Work request:
What appears from the first line of the records below through the line containing "impl<S, F> Filter<S, F>" must be reproduced verbatim.

Extracted material:

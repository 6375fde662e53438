use std::sync::{
  atomic::{AtomicBool, Ordering},
  Arc,
};

use crate::{
  error::Error,
  flowable::Flowable,
  function::RxPredicate,
  hooks,
  subscriber::Subscriber,
  subscription::{FusedQueue, FusionMode, QueueSubscription, Subscription, Upstream},
};

/// Emits only the values the predicate accepts; every rejected value is
/// replaced by a `request(1)` so the downstream demand is still met.
#[derive(Clone)]
pub struct Filter<S, F> {
  pub source: S,
  pub predicate: F,
}

impl<S, F> Filter<S, F> {
  pub fn new(source: S, predicate: F) -> Self { Filter { source, predicate } }
}

impl<S, F> Flowable for Filter<S, F>
where
  S: Flowable,
  F: RxPredicate<S::Item>,
{
  type Item = S::Item;

  fn subscribe_actual<O: Subscriber<S::Item>>(self, downstream: O) {
    self.source.subscribe_actual(FilterSubscriber {
      downstream: Some(downstream),
      predicate: Arc::new(self.predicate),
      upstream: None,
    })
  }
}

pub struct FilterSubscriber<O, F> {
  downstream: Option<O>,
  predicate: Arc<F>,
  upstream: Option<Arc<dyn Subscription>>,
}

impl<T, O, F> Subscriber<T> for FilterSubscriber<O, F>
where
  T: Send + 'static,
  F: RxPredicate<T>,
  O: Subscriber<T>,
{
  fn on_subscribe(&mut self, upstream: Upstream<T>) {
    let Some(downstream) = self.downstream.as_mut() else {
      upstream.cancel();
      return;
    };
    self.upstream = Some(upstream.clone().into_shared());
    let handed = match upstream {
      Upstream::Fuseable(queue) => Upstream::Fuseable(Arc::new(FilterQueue {
        upstream: queue,
        predicate: self.predicate.clone(),
        async_mode: AtomicBool::new(false),
      })),
      Upstream::Plain(plain) => Upstream::Plain(plain),
    };
    downstream.on_subscribe(handed);
  }

  fn on_next(&mut self, value: T) {
    let Some(downstream) = self.downstream.as_mut() else { return };
    match self.predicate.test(&value) {
      Ok(true) => downstream.on_next(value),
      Ok(false) => {
        if let Some(upstream) = &self.upstream {
          upstream.request(1);
        }
      }
      Err(err) => {
        if let Some(upstream) = self.upstream.take() {
          upstream.cancel();
        }
        if let Some(downstream) = self.downstream.take() {
          downstream.on_error(err);
        }
      }
    }
  }

  fn on_error(self, err: Error) {
    match self.downstream {
      Some(downstream) => downstream.on_error(err),
      None => hooks::on_undeliverable(err),
    }
  }

  fn on_complete(self) {
    if let Some(downstream) = self.downstream {
      downstream.on_complete();
    }
  }

  fn on_available(&mut self) {
    if let Some(downstream) = self.downstream.as_mut() {
      downstream.on_available();
    }
  }
}

struct FilterQueue<T, F> {
  upstream: Arc<dyn QueueSubscription<T>>,
  predicate: Arc<F>,
  async_mode: AtomicBool,
}

impl<T: Send + 'static, F: RxPredicate<T>> Subscription for FilterQueue<T, F> {
  fn request(&self, n: u64) { self.upstream.request(n) }

  fn cancel(&self) { self.upstream.cancel() }
}

impl<T: Send + 'static, F: RxPredicate<T>> FusedQueue<T> for FilterQueue<T, F> {
  fn poll(&self) -> Result<Option<T>, Error> {
    loop {
      let Some(value) = self.upstream.poll()? else { return Ok(None) };
      if self.predicate.test(&value)? {
        return Ok(Some(value));
      }
      if self.async_mode.load(Ordering::Relaxed) {
        self.upstream.request(1);
      }
    }
  }

  fn is_empty(&self) -> bool { self.upstream.is_empty() }

  fn clear(&self) { self.upstream.clear() }

  fn size(&self) -> usize { self.upstream.size() }
}

impl<T: Send + 'static, F: RxPredicate<T>> QueueSubscription<T> for FilterQueue<T, F> {
  fn request_fusion(&self, mode: FusionMode) -> FusionMode {
    if mode.is_boundary() {
      return FusionMode::NONE;
    }
    let established = self.upstream.request_fusion(mode);
    self.async_mode.store(established == FusionMode::ASYNC, Ordering::Relaxed);
    established
  }
}

#[cfg(test)]
mod tests {
  use std::sync::{
    atomic::{AtomicU64, Ordering},
    Arc,
  };

  use crate::prelude::*;

  #[test]
  fn keeps_matching_values() {
    flowable::range(1, 6).filter(|v| v % 2 == 0).test().assert_result(&[2, 4, 6]);
  }

  #[test]
  fn rejected_values_are_replenished() {
    let requested = Arc::new(AtomicU64::new(0));
    let r = requested.clone();
    let ts = flowable::range(1, 10)
      .do_on_request(move |n| {
        r.fetch_add(n, Ordering::SeqCst);
      })
      .filter(|v| v % 3 == 0)
      .test_with(2);
    ts.assert_values(&[3, 6]).assert_not_complete();
    assert_eq!(requested.load(Ordering::SeqCst), 6);
  }

  #[test]
  fn fused_filter_matches_plain_filter() {
    let fused = TestSubscriber::with_fusion(FusionMode::ANY);
    flowable::range(1, 10).filter(|v| v % 4 == 1).subscribe_with(fused.clone());
    fused.assert_fusion_mode(FusionMode::SYNC).assert_result(&[1, 5, 9]);

    flowable::range(1, 10).hide().filter(|v| v % 4 == 1).test().assert_result(&[1, 5, 9]);
  }

  #[test]
  fn fuses_through_map_with_async_buffer() {
    let ts = TestSubscriber::with_fusion(FusionMode::ANY);
    flowable::range(1, 5)
      .hide()
      .on_backpressure_buffer()
      .filter(|v| *v != 3)
      .map(|v| v * 10)
      .subscribe_with(ts.clone());
    ts.assert_fusion_mode(FusionMode::ASYNC).assert_result(&[10, 20, 40, 50]);
  }

  #[test]
  fn failing_predicate_terminates_once() {
    flowable::range(1, 5)
      .try_filter(|v| if *v == 2 { Err(Error::msg("bad")) } else { Ok(true) })
      .test()
      .assert_failure(&Error::msg("bad"), &[1]);
  }
}
//! The consumer side of the signal protocol.
//!
//! A subscriber receives exactly one `on_subscribe`, then any number of
//! `on_next` (never more than it requested), then at most one of
//! `on_error` / `on_complete`. The terminal methods take `self`, so nothing
//! can follow them.

use crate::{error::Error, subscription::Upstream};

pub(crate) mod lambda;

pub use lambda::{LambdaHandle, LambdaSubscriber};

pub trait Subscriber<T>: Send + 'static {
  /// Hands over the subscription. Fusion, if wanted, must be requested from
  /// inside this call.
  fn on_subscribe(&mut self, upstream: Upstream<T>);

  fn on_next(&mut self, value: T);

  fn on_error(self, err: Error);

  fn on_complete(self);

  /// ASYNC fusion only: values can be polled from the upstream queue.
  fn on_available(&mut self) {}
}

/// Object-safe mirror of [`Subscriber`] so subscribers can be boxed.
pub trait DynSubscriber<T>: Send {
  fn box_on_subscribe(&mut self, upstream: Upstream<T>);

  fn box_on_next(&mut self, value: T);

  fn box_on_error(self: Box<Self>, err: Error);

  fn box_on_complete(self: Box<Self>);

  fn box_on_available(&mut self);
}

impl<T, S: Subscriber<T>> DynSubscriber<T> for S {
  fn box_on_subscribe(&mut self, upstream: Upstream<T>) { self.on_subscribe(upstream) }

  fn box_on_next(&mut self, value: T) { self.on_next(value) }

  fn box_on_error(self: Box<Self>, err: Error) { (*self).on_error(err) }

  fn box_on_complete(self: Box<Self>) { (*self).on_complete() }

  fn box_on_available(&mut self) { self.on_available() }
}

pub type BoxSubscriber<T> = Box<dyn DynSubscriber<T>>;

impl<T: 'static> Subscriber<T> for BoxSubscriber<T> {
  fn on_subscribe(&mut self, upstream: Upstream<T>) { (**self).box_on_subscribe(upstream) }

  fn on_next(&mut self, value: T) { (**self).box_on_next(value) }

  fn on_error(self, err: Error) { self.box_on_error(err) }

  fn on_complete(self) { self.box_on_complete() }

  fn on_available(&mut self) { (**self).box_on_available() }
}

Exercise result:
repository 6375fde662e53438
use std::sync::{
  atomic::{AtomicBool, Ordering},
  Arc,
};

use crate::{
  error::Error,
  flowable::Flowable,
  function::RxPredicate,
  hooks,
  subscriber::Subscriber,
  subscription::{FusedQueue, FusionMode, QueueSubscription, Subscription, Upstream},
};

/// Emits only the values the predicate accepts; every rejected value is
/// replaced by a `request(1)` so the downstream demand is still met.
#[derive(Clone)]
pub struct Filter<S, F> {
  pub source: S,
  pub predicate: F,
}

impl<S, F> Filter<S, F> {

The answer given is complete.